Journey

The Sawaguchi Family: Buddhist Garlic Farmers Who Guard the Tomb of Christ

Plaque near the Tomb of Christ marking the Sawaguchi family connection in Shingo Village

The Family

The Sawaguchi family are garlic farmers. They live in Shingo Village, Aomori Prefecture, on land that includes two grave mounds identified since 1935 as the Tomb of Christ and the Tomb of Isukiri. They have tended these mounds for generations — originally knowing only that 'very important remains' were buried there, with no knowledge of the Christ claim.

Junichiro Sawaguchi, the current generation's public-facing member, is a city hall bureaucrat. He describes himself as Buddhist. He has never read the Bible. He celebrates Christmas with KFC, as most Japanese families do. His mother drew crosses on his forehead as good-luck symbols during childhood. He did not know why.

The Crest

The Sawaguchi family crest is a six-pointed star. It is nailed to the exterior wall of the family property. In the context of the legend, it has been identified as a Star of David — the same pattern stamped into the Christ manju, cut into the fu topping of the Christ Ramen, and woven into ancient kimonos produced in the Herai district.
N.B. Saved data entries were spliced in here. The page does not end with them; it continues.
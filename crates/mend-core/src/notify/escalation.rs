//! Escalation policies
//!
//! A policy is a list of levels, each with a delay measured from the first
//! notification. This module holds no timers: an external scheduler asks
//! [`EscalationPolicy::due_levels`] what is due and calls
//! `Dispatcher::notify_level` for each.

use chrono::{DateTime, Duration, Utc};
use mend_signal::{IncidentSignal, Severity};
use serde::{Deserialize, Serialize};
use std::collections::HashSet;
use std::fmt;

use crate::error::ConfigError;

/// Condition under which a level still fires
#[derive(Debug, Clone, Copy, PartialEq, Eq, Hash, Default, Serialize, Deserialize)]
#[serde(rename_all = "kebab-case")]
pub enum EscalationCondition {
    /// Nobody acknowledged the incident
    #[default]
    Unacknowledged,
    /// The triggering alarm is still firing
    StillFiring,
    /// The previous level already escalated
    Escalated,
}

impl fmt::Display for EscalationCondition {
    fn fmt(&self, f: &mut fmt::Formatter<'_>) -> fmt::Result {
        f.write_str(match self {
            EscalationCondition::Unacknowledged => "unacknowledged",
            EscalationCondition::StillFiring => "still-firing",
            EscalationCondition::Escalated => "escalated",
        })
    }
}

/// One stage of a policy
#[derive(Debug, Clone, PartialEq, Eq, Serialize, Deserialize)]
pub struct EscalationLevel {
    /// Minutes after first notification
    #[serde(default)]
    pub delay_minutes: u32,
    /// Channel names notified at this level
    pub channels: Vec<String>,
    /// Condition that must hold for the level to fire
    #[serde(default)]
    pub condition: EscalationCondition,
}

impl EscalationLevel {
    /// Level with the default condition
    #[must_use]
    pub fn new(delay_minutes: u32, channels: Vec<String>) -> Self {
        Self {
            delay_minutes,
            channels,
            condition: EscalationCondition::default(),
        }
    }

    /// With condition
    #[must_use]
    pub fn when(mut self, condition: EscalationCondition) -> Self {
        self.condition = condition;
        self
    }

    /// Delay as a duration
    #[must_use]
    pub fn delay(&self) -> Duration {
        Duration::minutes(i64::from(self.delay_minutes))
    }
}

/// Named, time-staged routing for unresolved incidents
#[derive(Debug, Clone, PartialEq, Eq, Serialize, Deserialize)]
pub struct EscalationPolicy {
    /// Policy name
    pub name: String,
    /// Levels in escalation order
    pub levels: Vec<EscalationLevel>,
}

impl EscalationPolicy {
    /// Create policy
    #[must_use]
    pub fn new(name: impl Into<String>, levels: Vec<EscalationLevel>) -> Self {
        Self {
            name: name.into(),
            levels,
        }
    }

    /// Level `index`
    #[inline]
    #[must_use]
    pub fn level(&self, index: usize) -> Option<&EscalationLevel> {
        self.levels.get(index)
    }

    /// Indices of levels whose delay has elapsed
    #[must_use]
    pub fn due_levels(&self, elapsed: Duration) -> Vec<usize> {
        self.levels
            .iter()
            .enumerate()
            .filter(|(_, level)| level.delay() <= elapsed)
            .map(|(index, _)| index)
            .collect()
    }

    /// Check against the known channel names
    ///
    /// # Errors
    /// `ConfigError::Invalid` when the policy is empty, a level names an
    /// unknown channel, or delays decrease
    pub fn validate(&self, channels: &HashSet<&str>) -> Result<(), ConfigError> {
        if self.levels.is_empty() {
            return Err(ConfigError::invalid(format!("policy '{}' has no levels", self.name)));
        }
        let mut previous = 0;
        for (index, level) in self.levels.iter().enumerate() {
            if let Some(unknown) = level.channels.iter().find(|c| !channels.contains(c.as_str())) {
                return Err(ConfigError::invalid(format!(
                    "policy '{}' level {index} references unknown channel '{unknown}'",
                    self.name
                )));
            }
            if level.delay_minutes < previous {
                return Err(ConfigError::invalid(format!(
                    "policy '{}' level {index} delay {} is shorter than the previous level",
                    self.name, level.delay_minutes
                )));
            }
            previous = level.delay_minutes;
        }
        Ok(())
    }
}

/// What an escalation notifies about
#[derive(Debug, Clone, PartialEq, Eq, Serialize, Deserialize)]
pub struct EscalationIncident {
    /// Stable incident reference (the trigger id)
    pub incident_id: String,
    /// One-line title
    pub title: String,
    /// Severity shown in templates
    pub severity: Severity,
    /// When the incident was first notified
    pub opened_at: DateTime<Utc>,
}

impl EscalationIncident {
    /// Create incident
    #[must_use]
    pub fn new(incident_id: impl Into<String>, title: impl Into<String>, opened_at: DateTime<Utc>) -> Self {
        Self {
            incident_id: incident_id.into(),
            title: title.into(),
            severity: Severity::Critical,
            opened_at,
        }
    }

    /// Incident describing a CRITICAL-class signal
    #[must_use]
    pub fn from_signal(signal: &IncidentSignal) -> Self {
        let title = match &signal.alarm {
            Some(alarm) => format!("Alarm {} is {}", alarm.name, alarm.state),
            None => {
                let names: Vec<&str> = signal
                    .unhealthy_components
                    .iter()
                    .map(|c| c.name.as_str())
                    .collect();
                if names.is_empty() {
                    format!("{} incident", signal.trigger)
                } else {
                    format!("Unhealthy: {}", names.join(", "))
                }
            }
        };
        Self::new(signal.id.to_string(), title, signal.raised_at)
    }

    /// Time since the incident opened
    #[must_use]
    pub fn elapsed(&self, now: DateTime<Utc>) -> Duration {
        now - self.opened_at
    }
}
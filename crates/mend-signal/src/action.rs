//! Recovery actions and their outcomes

use chrono::{DateTime, Utc};
use serde::{Deserialize, Serialize};
use std::fmt;
use std::str::FromStr;

/// Remediation action kind
///
/// Serialized as its kebab-case name; custom actions serialize as
/// `custom:<name>`.
#[derive(Debug, Clone, PartialEq, Eq, PartialOrd, Ord, Hash, Serialize, Deserialize)]
#[serde(try_from = "String", into = "String")]
pub enum ActionKind {
    /// Restart the target service
    RestartService,
    /// Add capacity to the target
    ScaleUp,
    /// Flush the target cache
    ClearCache,
    /// Fail the target over to its standby
    Failover,
    /// Deployment-specific action handled by a named handler
    Custom(String),
}

impl ActionKind {
    /// Stable name, also the handler registry key
    #[must_use]
    pub fn name(&self) -> String {
        match self {
            ActionKind::RestartService => "restart-service".to_string(),
            ActionKind::ScaleUp => "scale-up".to_string(),
            ActionKind::ClearCache => "clear-cache".to_string(),
            ActionKind::Failover => "failover".to_string(),
            ActionKind::Custom(name) => format!("custom:{name}"),
        }
    }
}

impl fmt::Display for ActionKind {
    fn fmt(&self, f: &mut fmt::Formatter<'_>) -> fmt::Result {
        f.write_str(&self.name())
    }
}

impl FromStr for ActionKind {
    type Err = String;

    fn from_str(s: &str) -> Result<Self, Self::Err> {
        match s.trim() {
            "restart-service" => Ok(ActionKind::RestartService),
            "scale-up" => Ok(ActionKind::ScaleUp),
            "clear-cache" => Ok(ActionKind::ClearCache),
            "failover" => Ok(ActionKind::Failover),
            other => match other.strip_prefix("custom:") {
                Some(name) if !name.is_empty() => Ok(ActionKind::Custom(name.to_string())),
                _ => Err(format!("unknown action kind: '{other}'")),
            },
        }
    }
}

impl TryFrom<String> for ActionKind {
    type Error = String;

    fn try_from(value: String) -> Result<Self, Self::Error> {
        value.parse()
    }
}

impl From<ActionKind> for String {
    fn from(kind: ActionKind) -> Self {
        kind.name()
    }
}

/// Durable key identifying one action against one target
#[derive(Debug, Clone, PartialEq, Eq, PartialOrd, Ord, Hash, Serialize, Deserialize)]
#[serde(transparent)]
pub struct CooldownKey(String);

impl CooldownKey {
    /// Key for `kind` against `target`
    #[must_use]
    pub fn new(kind: &ActionKind, target: &str) -> Self {
        Self(format!("{kind}:{target}"))
    }

    /// Raw key string
    #[inline]
    #[must_use]
    pub fn as_str(&self) -> &str {
        &self.0
    }
}

impl fmt::Display for CooldownKey {
    fn fmt(&self, f: &mut fmt::Formatter<'_>) -> fmt::Result {
        f.write_str(&self.0)
    }
}

impl From<&str> for CooldownKey {
    fn from(raw: &str) -> Self {
        Self(raw.to_string())
    }
}

/// Catalog entry describing one remediation action
#[derive(Debug, Clone, PartialEq, Eq, Hash, Serialize, Deserialize)]
pub struct RecoveryActionSpec {
    /// What to do
    pub kind: ActionKind,
    /// What to do it to
    pub target: String,
    /// Lower runs first; 1 and 2 are the conservative tiers
    pub priority: u8,
    /// Minimum minutes between runs against the same target
    pub cooldown_minutes: u32,
    /// Immediate re-invocations allowed before giving up
    #[serde(default)]
    pub max_retries: u32,
}

impl RecoveryActionSpec {
    /// Create spec with no retries
    #[must_use]
    pub fn new(kind: ActionKind, target: impl Into<String>, priority: u8, cooldown_minutes: u32) -> Self {
        Self {
            kind,
            target: target.into(),
            priority,
            cooldown_minutes,
            max_retries: 0,
        }
    }

    /// With retry budget
    #[inline]
    #[must_use]
    pub fn with_retries(mut self, max_retries: u32) -> Self {
        self.max_retries = max_retries;
        self
    }

    /// Cooldown as a duration
    #[inline]
    #[must_use]
    pub fn cooldown(&self) -> chrono::Duration {
        chrono::Duration::minutes(i64::from(self.cooldown_minutes))
    }

    /// Cooldown store key (`kind:target`)
    #[inline]
    #[must_use]
    pub fn cooldown_key(&self) -> CooldownKey {
        CooldownKey::new(&self.kind, &self.target)
    }

    /// Identity used for plan deduplication
    #[inline]
    #[must_use]
    pub fn identity(&self) -> (&ActionKind, &str) {
        (&self.kind, self.target.as_str())
    }
}

/// Outcome of one action
#[derive(Debug, Clone, Copy, PartialEq, Eq, Hash, Serialize, Deserialize)]
#[serde(rename_all = "kebab-case")]
pub enum ActionStatus {
    /// Handler reported success
    Success,
    /// Handler failed on every attempt, or no handler exists
    Failed,
    /// Not run (cooldown active)
    Skipped,
}

impl ActionStatus {
    /// Lowercase name
    #[inline]
    #[must_use]
    pub fn as_str(&self) -> &'static str {
        match self {
            ActionStatus::Success => "success",
            ActionStatus::Failed => "failed",
            ActionStatus::Skipped => "skipped",
        }
    }
}

impl fmt::Display for ActionStatus {
    fn fmt(&self, f: &mut fmt::Formatter<'_>) -> fmt::Result {
        f.write_str(self.as_str())
    }
}

/// Record of one planned action
#[derive(Debug, Clone, PartialEq, Serialize, Deserialize)]
pub struct RecoveryResult {
    /// The action as planned
    pub action: RecoveryActionSpec,
    /// What happened
    pub status: ActionStatus,
    /// Wall-clock time spent in the handler, all attempts included
    pub duration_ms: u64,
    /// Handler output, error text, or skip reason
    pub details: serde_json::Value,
    /// When the result was recorded
    pub timestamp: DateTime<Utc>,
}

impl RecoveryResult {
    /// Successful action
    #[must_use]
    pub fn success(
        action: RecoveryActionSpec,
        duration_ms: u64,
        attempts: u32,
        output: serde_json::Value,
        timestamp: DateTime<Utc>,
    ) -> Self {
        Self {
            action,
            status: ActionStatus::Success,
            duration_ms,
            details: serde_json::json!({ "attempts": attempts, "output": output }),
            timestamp,
        }
    }

    /// Failed action carrying the last error message
    #[must_use]
    pub fn failed(
        action: RecoveryActionSpec,
        duration_ms: u64,
        attempts: u32,
        error: impl Into<String>,
        timestamp: DateTime<Utc>,
    ) -> Self {
        Self {
            action,
            status: ActionStatus::Failed,
            duration_ms,
            details: serde_json::json!({ "attempts": attempts, "error": error.into() }),
            timestamp,
        }
    }

    /// Action that never ran
    #[must_use]
    pub fn skipped(
        action: RecoveryActionSpec,
        reason: impl Into<String>,
        extra: serde_json::Map<String, serde_json::Value>,
        timestamp: DateTime<Utc>,
    ) -> Self {
        let mut details = extra;
        details.insert("reason".to_string(), serde_json::Value::String(reason.into()));
        Self {
            action,
            status: ActionStatus::Skipped,
            duration_ms: 0,
            details: serde_json::Value::Object(details),
            timestamp,
        }
    }

    /// Error message of a failed result
    #[must_use]
    pub fn error_message(&self) -> Option<&str> {
        self.details.get("error").and_then(serde_json::Value::as_str)
    }

    /// Skip reason of a skipped result
    #[must_use]
    pub fn skip_reason(&self) -> Option<&str> {
        self.details.get("reason").and_then(serde_json::Value::as_str)
    }
}

#[cfg(test)]
mod tests {
    use super::*;

    #[test]
    fn kind_names_are_stable() {
        assert_eq!(ActionKind::RestartService.to_string(), "restart-service");
        assert_eq!(ActionKind::Custom("drain-queue".into()).to_string(), "custom:drain-queue");
        assert_eq!("failover".parse::<ActionKind>().unwrap(), ActionKind::Failover);
        assert_eq!(
            "custom:drain-queue".parse::<ActionKind>().unwrap(),
            ActionKind::Custom("drain-queue".into())
        );
        assert!("custom:".parse::<ActionKind>().is_err());
        assert!("reboot".parse::<ActionKind>().is_err());
    }

    #[test]
    fn spec_deserializes_from_catalog_shape() {
        let spec: RecoveryActionSpec = serde_json::from_value(serde_json::json!({
            "kind": "restart-service",
            "target": "lambda-functions",
            "priority": 1,
            "cooldown_minutes": 10
        }))
        .unwrap();

        assert_eq!(spec.kind, ActionKind::RestartService);
        assert_eq!(spec.max_retries, 0);
        assert_eq!(spec.cooldown_key().as_str(), "restart-service:lambda-functions");
        assert_eq!(spec.cooldown(), chrono::Duration::minutes(10));
    }

    #[test]
    fn result_accessors() {
        let spec = RecoveryActionSpec::new(ActionKind::ClearCache, "api-gateway", 2, 5);
        let at = DateTime::from_timestamp(0, 0).unwrap();

        let failed = RecoveryResult::failed(spec.clone(), 12, 1, "cache unreachable", at);
        assert_eq!(failed.error_message(), Some("cache unreachable"));

        let skipped = RecoveryResult::skipped(spec, "cooldown active", serde_json::Map::new(), at);
        assert_eq!(skipped.skip_reason(), Some("cooldown active"));
        assert_eq!(skipped.duration_ms, 0);
    }
}
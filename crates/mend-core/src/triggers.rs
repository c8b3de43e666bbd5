//! Composite alarm rules
//!
//! A rule fires when its expression holds over the current alarm states.
//! Each firing rule becomes one alarm-triggered signal.

use chrono::{DateTime, Utc};
use mend_signal::{
    AlarmExpr, AlarmMetadata, AlarmState, HealthStatus, IncidentSignal, Severity, UnhealthyComponent,
};
use serde::{Deserialize, Serialize};
use std::collections::HashMap;

fn default_severity() -> Severity {
    Severity::Warning
}

/// Named composite alarm
#[derive(Debug, Clone, PartialEq, Eq, Serialize, Deserialize)]
pub struct CompositeRule {
    /// Rule name, reported as the alarm name
    pub name: String,
    /// Expression over member alarms
    pub expression: AlarmExpr,
    /// Severity of the resulting signal
    #[serde(default = "default_severity")]
    pub severity: Severity,
    /// Components reported unhealthy when the rule fires
    #[serde(default)]
    pub components: Vec<String>,
}

impl CompositeRule {
    /// Create rule
    #[must_use]
    pub fn new(name: impl Into<String>, expression: AlarmExpr, severity: Severity) -> Self {
        Self {
            name: name.into(),
            expression,
            severity,
            components: Vec::new(),
        }
    }

    /// With affected component
    #[must_use]
    pub fn with_component(mut self, component: impl Into<String>) -> Self {
        self.components.push(component.into());
        self
    }

    /// Whether the rule fires over `states`
    #[inline]
    #[must_use]
    pub fn fires(&self, states: &HashMap<String, AlarmState>) -> bool {
        self.expression.evaluate(states)
    }

    /// Status assigned to the rule's components
    #[inline]
    #[must_use]
    pub fn component_status(&self) -> HealthStatus {
        if self.severity == Severity::Critical {
            HealthStatus::Critical
        } else {
            HealthStatus::Degraded
        }
    }

    /// Signal raised by this rule
    #[must_use]
    pub fn signal(&self, states: &HashMap<String, AlarmState>, at: DateTime<Utc>) -> IncidentSignal {
        let firing: Vec<&str> = self
            .expression
            .alarm_names()
            .into_iter()
            .filter(|name| states.get(*name) == Some(&AlarmState::Alarm))
            .collect();
        let status = self.component_status();
        let components = self
            .components
            .iter()
            .map(|name| UnhealthyComponent::new(name.as_str(), status, at))
            .collect();

        IncidentSignal::from_alarm(
            AlarmMetadata {
                name: self.name.clone(),
                severity: self.severity,
                state: "ALARM".to_string(),
                reason: format!("{} (in alarm: {})", self.expression, firing.join(", ")),
                transitioned_at: at,
            },
            components,
        )
    }
}

/// One signal per firing rule, in rule order
#[must_use]
pub fn evaluate_rules(
    rules: &[CompositeRule],
    states: &HashMap<String, AlarmState>,
    at: DateTime<Utc>,
) -> Vec<IncidentSignal> {
    rules
        .iter()
        .filter(|rule| rule.fires(states))
        .inspect(|rule| tracing::info!(rule = %rule.name, severity = %rule.severity, "composite rule firing"))
        .map(|rule| rule.signal(states, at))
        .collect()
}

#[cfg(test)]
mod tests {
    use super::*;
    use mend_signal::TriggerKind;

    fn at() -> DateTime<Utc> {
        DateTime::from_timestamp(1_700_000_000, 0).unwrap()
    }

    fn states(pairs: &[(&str, AlarmState)]) -> HashMap<String, AlarmState> {
        pairs.iter().map(|(n, s)| ((*n).to_string(), *s)).collect()
    }

    fn rules() -> Vec<CompositeRule> {
        vec![
            CompositeRule::new(
                "TodoApiDown",
                "ALARM(TodoApiErrors) AND ALARM(TodoApiLatency)".parse().unwrap(),
                Severity::Critical,
            )
            .with_component("TodoApiHealth"),
            CompositeRule::new(
                "StorageTrouble",
                "ALARM(TableThrottles) OR ALARM(TableErrors)".parse().unwrap(),
                Severity::Warning,
            )
            .with_component("DatabaseHealth"),
        ]
    }

    #[test]
    fn only_firing_rules_raise_signals() {
        let states = states(&[
            ("TodoApiErrors", AlarmState::Alarm),
            ("TodoApiLatency", AlarmState::Ok),
            ("TableThrottles", AlarmState::Alarm),
        ]);
        let signals = evaluate_rules(&rules(), &states, at());
        assert_eq!(signals.len(), 1);

        let signal = &signals[0];
        assert_eq!(signal.trigger, TriggerKind::Alarm);
        assert!(!signal.critical);
        assert_eq!(signal.unhealthy_components[0].name, "DatabaseHealth");
        assert_eq!(signal.unhealthy_components[0].status(), HealthStatus::Degraded);
        assert!(signal.alarm.as_ref().unwrap().reason.contains("TableThrottles"));
    }

    #[test]
    fn critical_rule_marks_components_critical() {
        let states = states(&[
            ("TodoApiErrors", AlarmState::Alarm),
            ("TodoApiLatency", AlarmState::Alarm),
        ]);
        let signals = evaluate_rules(&rules(), &states, at());
        assert_eq!(signals.len(), 1);
        assert!(signals[0].critical);
        assert_eq!(signals[0].unhealthy_components[0].status(), HealthStatus::Critical);
    }

    #[test]
    fn rule_deserializes_from_text_expression() {
        let rule: CompositeRule = serde_json::from_value(serde_json::json!({
            "name": "Nested",
            "expression": "ALARM(a) AND (ALARM(b) OR ALARM(c))",
            "components": ["CacheHealth"]
        }))
        .unwrap();
        assert_eq!(rule.severity, Severity::Warning);
        assert!(rule.fires(&states(&[("a", AlarmState::Alarm), ("c", AlarmState::Alarm)])));
        assert!(!rule.fires(&states(&[("a", AlarmState::Alarm), ("c", AlarmState::InsufficientData)])));
    }
}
The hexagram was not exclusive to Judaism before the 19th century. Six-pointed stars appear in Japanese heraldic traditions unrelated to any Middle Eastern contact. But the Sawaguchi crest's context — a family presenting itself as descended from Christ, on land housing his alleged tomb — has made it the single most cited piece of physical evidence in the Hebrew connection narrative.

The Blue Eyes

A photograph of Sajiro Sawaguchi as a young man hangs in the Denshokan museum. His eyes appear blue. In 1935, nationalist historian Banzan Toya cited this feature as evidence that Christ's bloodline had survived in the family line.

Sajiro was the patriarch. He was photographed, interviewed, and cited by visitors and journalists for decades. The blue eyes became the image's most reproduced detail. Whether they represent genetic anomaly, photographic artifact, or something the viewer brings to the image is a question the photograph does not resolve.

The Jerusalem Plaque

In 2004, Israeli Ambassador Eli Cohen visited the tomb site. He placed a limestone plaque cut from Jerusalem's outer wall between the two grave mounds. The plaque reads: 'This plaque is a gift from the city of Jerusalem, as a token of friendship between the State of Israel, the city of Jerusalem and Shingo.'

An embassy spokesperson explicitly stated it was 'a symbol of friendship rather than an endorsement of the Jesus claims.' The plaque sits on the ground between the mounds. It has not been moved. A piece of Jerusalem's wall rests in a garlic farming village in northern Aomori, placed there by an ambassador who wanted to be clear that this was not what it looked like.

What the Family Carries

The Sawaguchi family did not choose this story. The story arrived in 1935 when a man from Toyama Prefecture walked onto their land and announced that the mounds they had been tending contained the remains of Jesus Christ. The family absorbed the claim the way rural communities absorb weather — as a condition of the landscape rather than a personal belief.

They farm garlic. They tend the mounds. They maintain the grounds. The village hosts a festival around their property every June. An ambassador left a stone from Jerusalem on their grass. The grandson goes to work at the municipal office. The family crest is a star. These facts coexist without resolving into a single story, which is the most honest thing about Shingo.